When the cup is full
The demonstrations of January 31th were surprisingly large, even for the unions themselves. Unusually, many demonstrations took place in a number of small towns that are usually not so directly affected by social phenomena. On the other hand, apart from the watchwords for the days of action, spontaneous demonstrations took place here and there.
Other days of mobilization are already planned, including the day of action on February 7th and the big demonstration planned for Saturday 11th. In order to allow people who work in the private sector (and therefore risk losing their jobs if they strike during the day), torchlight demonstrations have been devised so that they can join the workers’ processions after working hours. A novelty, but one that shows the determination to mobilize as widely as possible.
Another element might shift dramatically the situation, as youth have called for occupying campuses, which could make the nightmare of Macron’s government come true.
Is this government, whose strategy of brutal repression against the Yellow Vests remains very present in people’s minds, playing the last cartridges of an order that still has the front to claim to be democratic?

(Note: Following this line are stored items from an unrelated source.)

//! Configuration loading and validation.

mod types;
mod validation;

pub use types::*;

use crate::error::Result;
use crate::retry::RetryPolicy;
use std::path::Path;

impl Config {
    /// Load configuration from a YAML file.
    pub fn load<P: AsRef<Path>>(path: P) -> Result<Self> {
        let content = std::fs::read_to_string(path)?;
        Self::from_yaml(&content)
    }

    /// Parse configuration from a YAML string.
    pub fn from_yaml(yaml: &str) -> Result<Self> {
        let config: Config = serde_yaml::from_str(yaml)?;
        config.validate()?;
        Ok(config)
    }

    /// Validate the configuration.
    pub fn validate(&self) -> Result<()> {
        validation::validate(self)
    }
}

impl RetryConfig {
    /// Retry policy described by this section.
    pub fn policy(&self) -> RetryPolicy {
        RetryPolicy::new(self.max_retries, self.base_delay_ms)
    }
}
//! Configuration type definitions.

use std::fmt;

use serde::{Deserialize, Serialize};

use crate::core::DatabaseKind;
use crate::error::Result;

/// Root configuration structure.
#[derive(Debug, Clone, Serialize, Deserialize)]
pub struct Config {
    /// Database to operate on.
    pub database: DatabaseConfig,

    /// Dump behavior.
    #[serde(default)]
    pub dump: DumpConfig,

    /// Retry policy for transient connection failures.
    #[serde(default)]
    pub retry: RetryConfig,

    /// Multi-tenant retrofit settings.
    #[serde(default)]
    pub tenant: Option<TenantConfig>,
}

/// Database connection configuration.
#[derive(Clone, Serialize, Deserialize)]
pub struct DatabaseConfig {
    /// Engine selector: sqlite, mysql or postgres (aliases accepted).
    pub r#type: String,

    /// Database file for SQLite (`:memory:` for an in-memory database).
    #[serde(default)]
    pub path: Option<String>,

    /// Database host.
    #[serde(default = "default_host")]
    pub host: String,

    /// Database port (default: engine default).
    #[serde(default)]
    pub port: Option<u16>,

    /// Database name.
    #[serde(default)]
    pub database: String,

    /// Username.
    #[serde(default)]
    pub user: String,

    /// Password.
    #[serde(default)]
    pub password: String,

    /// SSL mode (default: "disable").
    #[serde(default = "default_disable")]
    pub ssl_mode: String,
}

impl fmt::Debug for DatabaseConfig {
    fn fmt(&self, f: &mut fmt::Formatter<'_>) -> fmt::Result {
        f.debug_struct("DatabaseConfig")
            .field("type", &self.r#type)
            .field("path", &self.path)
            .field("host", &self.host)
            .field("port", &self.port)
            .field("database", &self.database)
            .field("user", &self.user)
            .field("password", &"[REDACTED]")
            .field("ssl_mode", &self.ssl_mode)
            .finish()
    }
}

impl DatabaseConfig {
    /// SQLite configuration for a database file.
    pub fn sqlite(path: impl Into<String>) -> Self {
        Self {
            r#type: "sqlite".into(),
            path: Some(path.into()),
            host: default_host(),
            port: None,
            database: String::new(),
            user: String::new(),
            password: String::new(),
            ssl_mode: default_disable(),
        }
    }

    /// Parsed engine kind.
    pub fn kind(&self) -> Result<DatabaseKind> {
        DatabaseKind::parse(&self.r#type)
    }

    /// Configured port or the engine default.
    pub fn port_or_default(&self) -> u16 {
        self.port
            .or_else(|| self.kind().ok().and_then(|k| k.default_port()))
            .unwrap_or(0)
    }
}

/// Dump behavior configuration.
#[derive(Debug, Clone, Serialize, Deserialize)]
pub struct DumpConfig {
    /// Rows per INSERT statement (default: 500).
    #[serde(default = "default_chunk_size")]
    pub chunk_size: usize,

    /// Emit CREATE TABLE / CREATE INDEX statements (default: true).
    #[serde(default = "default_true")]
    pub include_ddl: bool,

    /// Emit INSERT statements (default: true).
    #[serde(default = "default_true")]
    pub include_data: bool,

    /// Emit upserts keyed on the primary key instead of plain INSERTs (default: false).
    #[serde(default)]
    pub upsert: bool,
}

impl Default for DumpConfig {
    fn default() -> Self {
        Self {
            chunk_size: default_chunk_size(),
            include_ddl: true,
            include_data: true,
            upsert: false,
        }
    }
}

/// Retry policy configuration.
#[derive(Debug, Clone, Serialize, Deserialize)]
pub struct RetryConfig {
    /// Retries after the first attempt (default: 5).
    #[serde(default = "default_max_retries")]
    pub max_retries: u32,

    /// Delay before the first retry; doubles on each further retry (default: 1000).
    #[serde(default = "default_base_delay_ms")]
    pub base_delay_ms: u64,
}

impl Default for RetryConfig {
    fn default() -> Self {
        Self {
            max_retries: default_max_retries(),
            base_delay_ms: default_base_delay_ms(),
        }
    }
}

/// Multi-tenant retrofit configuration.
#[derive(Debug, Clone, Serialize, Deserialize)]
pub struct TenantConfig {
    /// Tenant column added to retrofitted tables (default: "tenant_id").
    #[serde(default = "default_tenant_column")]
    pub column: String,

    /// Tenant assigned to pre-existing rows (default: "default").
    #[serde(default = "default_tenant_id")]
    pub default_id: String,

    /// Table listing known tenants, consulted for ambiguity.
    #[serde(default)]
    pub registry_table: Option<String>,

    /// Id column of the registry table (default: "id").
    #[serde(default = "default_registry_column")]
    pub registry_column: String,

    /// Explicit consolidation target when the registry holds several tenants.
    #[serde(default)]
    pub consolidate_to: Option<String>,
}

impl Default for TenantConfig {
    fn default() -> Self {
        Self {
            column: default_tenant_column(),
            default_id: default_tenant_id(),
            registry_table: None,
            registry_column: default_registry_column(),
            consolidate_to: None,
        }
    }
}

fn default_host() -> String {
    "localhost".to_string()
}

fn default_disable() -> String {
    "disable".to_string()
}

fn default_true() -> bool {
    true
}

fn default_chunk_size() -> usize {
    500
}

fn default_max_retries() -> u32 {
    5
}

fn default_base_delay_ms() -> u64 {
    1000
}

fn default_tenant_column() -> String {
    "tenant_id".to_string()
}

fn default_tenant_id() -> String {
    "default".to_string()
}

fn default_registry_column() -> String {
    "id".to_string()
}
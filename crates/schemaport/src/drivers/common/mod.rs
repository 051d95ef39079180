//! Utilities shared across database drivers.
//!
//! - [`tls`]: TLS configuration for PostgreSQL and MySQL connections

pub mod tls;

pub use tls::{SslMode, TlsBuilder};
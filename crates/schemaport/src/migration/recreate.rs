//! Recreate-and-restore.
//!
//! Used where a table cannot be altered in place: the rows are captured into
//! a [`TableSnapshot`], the table is dropped and created again with the new
//! definition, and every captured row is inserted back.
//!
//! All checks that can fail on existing data run before the drop. Once the
//! drop has happened, any error is reported with `restore_in_progress` set.
//! Restore INSERTs are never retried, so a lost connection during the
//! restore ends up there too.
//!
//! PostgreSQL refuses to drop a table that other tables reference by foreign
//! key, even with checks suspended. There the referencing constraints are
//! dropped first and added back once the rows are restored.

use std::collections::{HashMap, HashSet};

use tracing::{debug, info, warn};

use crate::convert::{preserving_literal, to_json};
use crate::core::traits::Dialect;
use crate::core::{
    ColumnTypeInfo, DatabaseKind, DefaultValue, ForeignKey, LogicalType, SqlValue, Table,
};
use crate::error::{PortError, Result};
use crate::schema_ops::{ddl, SchemaOperations};

/// Rows per INSERT statement during restore.
pub const RESTORE_CHUNK_ROWS: usize = 500;

/// All rows of one table, held in memory for the duration of a recreate.
#[derive(Debug, Clone)]
pub struct TableSnapshot {
    pub table_name: String,
    pub columns: Vec<String>,
    pub column_types: Vec<ColumnTypeInfo>,
    pub rows: Vec<Vec<SqlValue<'static>>>,
}

impl TableSnapshot {
    /// Read every row of `table`, in primary key order when it has one.
    pub async fn capture(ops: &SchemaOperations, table: &Table) -> Result<Self> {
        let rows = ops
            .read_rows(&table.name, &table.primary_key, None, None)
            .await?;
        let column_types = rows
            .columns
            .iter()
            .map(|name| {
                table
                    .find_column(name)
                    .map(|c| c.type_info())
                    .unwrap_or_else(|| ColumnTypeInfo::new(name.clone(), LogicalType::Text))
            })
            .collect();

        debug!("Captured {} rows of {}", rows.len(), table.name);
        Ok(Self {
            table_name: table.name.clone(),
            columns: rows.columns,
            column_types,
            rows: rows.rows,
        })
    }

    /// Number of captured rows.
    pub fn len(&self) -> usize {
        self.rows.len()
    }

    pub fn is_empty(&self) -> bool {
        self.rows.is_empty()
    }

    fn column_position(&self, name: &str) -> Option<usize> {
        self.columns.iter().position(|c| c.eq_ignore_ascii_case(name))
    }

    /// True if any captured row has NULL in `column`.
    fn has_nulls(&self, column: &str) -> bool {
        match self.column_position(column) {
            Some(idx) => self.rows.iter().any(|row| row[idx].is_null()),
            None => false,
        }
    }
}
#[cfg(test)]
mod tests {
    use super::*;
    use tokio::time::Instant;

    fn refused() -> PortError {
        PortError::Io(io::Error::new(io::ErrorKind::ConnectionRefused, "refused"))
    }

    fn syntax() -> PortError {
        PortError::Database {
            code: Some("42601".into()),
            message: "syntax error at or near \"SELEC\"".into(),
        }
    }

    fn ms(values: &[u64]) -> Vec<Duration> {
        values.iter().map(|v| Duration::from_millis(*v)).collect()
    }

    #[test]
    fn test_classify_io_kinds() {
        assert_eq!(classify(&refused()), ErrorClass::Transient);
        let reset = PortError::Io(io::Error::new(io::ErrorKind::ConnectionReset, "x"));
        assert!(is_transient(&reset));
        let missing = PortError::Io(io::Error::new(io::ErrorKind::NotFound, "no file"));
        assert!(!is_transient(&missing));
    }

    #[test]
    fn test_classify_vendor_codes() {
        for code in ["08006", "57P01", "2006", "2013", "2003"] {
            let err = PortError::Database {
                code: Some(code.into()),
                message: "whatever".into(),
            };
            assert!(is_transient(&err), "code {} should be transient", code);
        }
        let unique = PortError::Database {
            code: Some("23505".into()),
            message: "duplicate key value violates unique constraint".into(),
        };
        assert!(!is_transient(&unique));
        assert!(!is_transient(&syntax()));
    }

    #[test]
    fn test_classify_messages() {
        for msg in [
            "connect ECONNREFUSED 127.0.0.1:3306",
            "getaddrinfo ENOTFOUND db.internal",
            "MySQL server has gone away",
            "Lost connection to MySQL server during query",
            "Connection terminated unexpectedly",
            "server closed the connection unexpectedly; connection closed",
        ] {
            assert!(is_transient(&PortError::database(msg)), "{}", msg);
        }
        assert!(!is_transient(&PortError::database("NOT NULL constraint failed: t.a")));
        assert!(!is_transient(&PortError::Config("connection refused".into())));
    }

    #[test]
    fn test_delay_schedule() {
        let policy = RetryPolicy::default();
        let delays: Vec<_> = (1..=5).map(|n| policy.delay_for(n)).collect();
        assert_eq!(delays, ms(&[1000, 2000, 4000, 8000, 16000]));
        assert_eq!(policy.max_attempts(), 6);
    }

    #[tokio::test(start_paused = true)]
    async fn test_k_transient_failures_then_success() {
        let executor = ResilientExecutor::new(RetryPolicy::default());
        for k in 0..=5u32 {
            let calls = &AtomicU32::new(0);
            let start = Instant::now();
            let (result, report) = executor
                .run_with_report(|| async move {
                    let n = calls.fetch_add(1, Ordering::SeqCst);
                    if n < k {
                        Err(refused())
                    } else {
                        Ok(n)
                    }
                })
                .await;
            assert_eq!(result.unwrap(), k);
            assert_eq!(report.retries, k);
            let expected = ms(&[1000, 2000, 4000, 8000, 16000][..k as usize]);
            assert_eq!(report.delays, expected);
            assert_eq!(start.elapsed(), expected.iter().sum::<Duration>());
        }
    }

    #[tokio::test(start_paused = true)]
    async fn test_exhaustion_after_five_retries() {
        let executor = ResilientExecutor::new(RetryPolicy::default());
        let calls = &AtomicU32::new(0);
        let (result, report) = executor
            .run_with_report(|| async move {
                calls.fetch_add(1, Ordering::SeqCst);
                Err::<(), _>(refused())
            })
            .await;

        assert_eq!(calls.load(Ordering::SeqCst), 6);
        assert_eq!(report.retries, 5);
        match result.unwrap_err() {
            PortError::RetriesExhausted { attempts, source } => {
                assert_eq!(attempts, 6);
                assert!(matches!(*source, PortError::Io(_)));
            }
            other => panic!("unexpected error: {other}"),
        }
    }

    #[tokio::test(start_paused = true)]
    async fn test_permanent_error_not_retried() {
        let executor = ResilientExecutor::new(RetryPolicy::default());
        let calls = &AtomicU32::new(0);
        let (result, report) = executor
            .run_with_report(|| async move {
                calls.fetch_add(1, Ordering::SeqCst);
                Err::<(), _>(syntax())
            })
            .await;

        assert_eq!(calls.load(Ordering::SeqCst), 1);
        assert_eq!(report.retries, 0);
        assert!(report.delays.is_empty());
        assert_eq!(result.unwrap_err().code(), Some("42601"));
    }

    #[tokio::test(start_paused = true)]
    async fn test_retries_do_not_carry_over_between_calls() {
        let executor = ResilientExecutor::new(RetryPolicy::default());

        let calls = &AtomicU32::new(0);
        let (_, first) = executor
            .run_with_report(|| async move {
                if calls.fetch_add(1, Ordering::SeqCst) < 4 {
                    Err(refused())
                } else {
                    Ok(())
                }
            })
            .await;
        assert_eq!(first.retries, 4);

        // A fresh call gets the full budget and starts from the 1s delay again.
        let calls = &AtomicU32::new(0);
        let (result, second) = executor
            .run_with_report(|| async move {
                if calls.fetch_add(1, Ordering::SeqCst) < 5 {
                    Err(refused())
                } else {
                    Ok(())
                }
            })
            .await;
        assert!(result.is_ok());
        assert_eq!(second.retries, 5);
        assert_eq!(second.delays[0], Duration::from_millis(1000));
    }
}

A news item had caused a lot of ink to flow last summer. France had experienced forest fires on a massive scale. On that occasion, the sad reality of the paucity of fire-fighting resources had surfaced and shocked the French when they discovered the crying lack of fire-fighting aircraft and their obsolete condition when they were in working order, due to lack of investment. At the same time, the state was buying 90 anti-riot armored vehicles for 57 million euros. Certainly an unfortunate coincidence of the calendar, but the call for tender of 38 million euros launched on November 10th by the Ministry of the Interior for the supply of ammunition, including disencerclement grenades and stun grenades, has indeed put the dots on the i’s and given a sense of where the priorities of the government lie.
We can only be very worried about the future perspectives for France, as the choices of the last decades, and of Emmanuel Macron’s government, have been those of the break-up of the French social model, betting instead on contempt and division. A break-up that cannot be blamed on supposed ignorance, since in 2022 he has launched his “own” CNR (Conseil National de la Refondation), an organization that claims to listen to those who want to “refound” France. But, could it be an irony of history? It could be that this attitude is precisely the one that recreates a unity, against him and everything he represents, at a time when a growing number of people have nothing left to lose. This is the case of a growing number of small shopkeepers (e.g. bakers), who traditionally stay away from mobilizations, but who are suffering the full force of rising gas and electricity prices, forcing many of them into bankruptcy.
The machine that has been set in motion for several decades, with the blessing of the French “elites” aligned with the Anglo-American model, is that of self-cannibalization and concretely translates into the break-up of one of the leading economies in the world. As an example, the share of manufacturing industry in France is now at 9% (it was more than 20 % in 1980) of its GDP, the equivalent of Greece…
Hence, one can understand the deep, muted anger that is gnawing away at the country…
So, to the question of whether there is a mass strike ferment in France, i.e. a ferment that does not respond to orders, that is not triggered by “pressing a button”, the answer is positive. Even if this “mass strike” does not materialize or maintain itself durably, let’s remember what Rosa Luxemburg said, with the tenacity of the Yellow Vests in mind: “Six months of revolution will do more for the education of these currently unorganized masses than ten years of public meetings and leafleting.”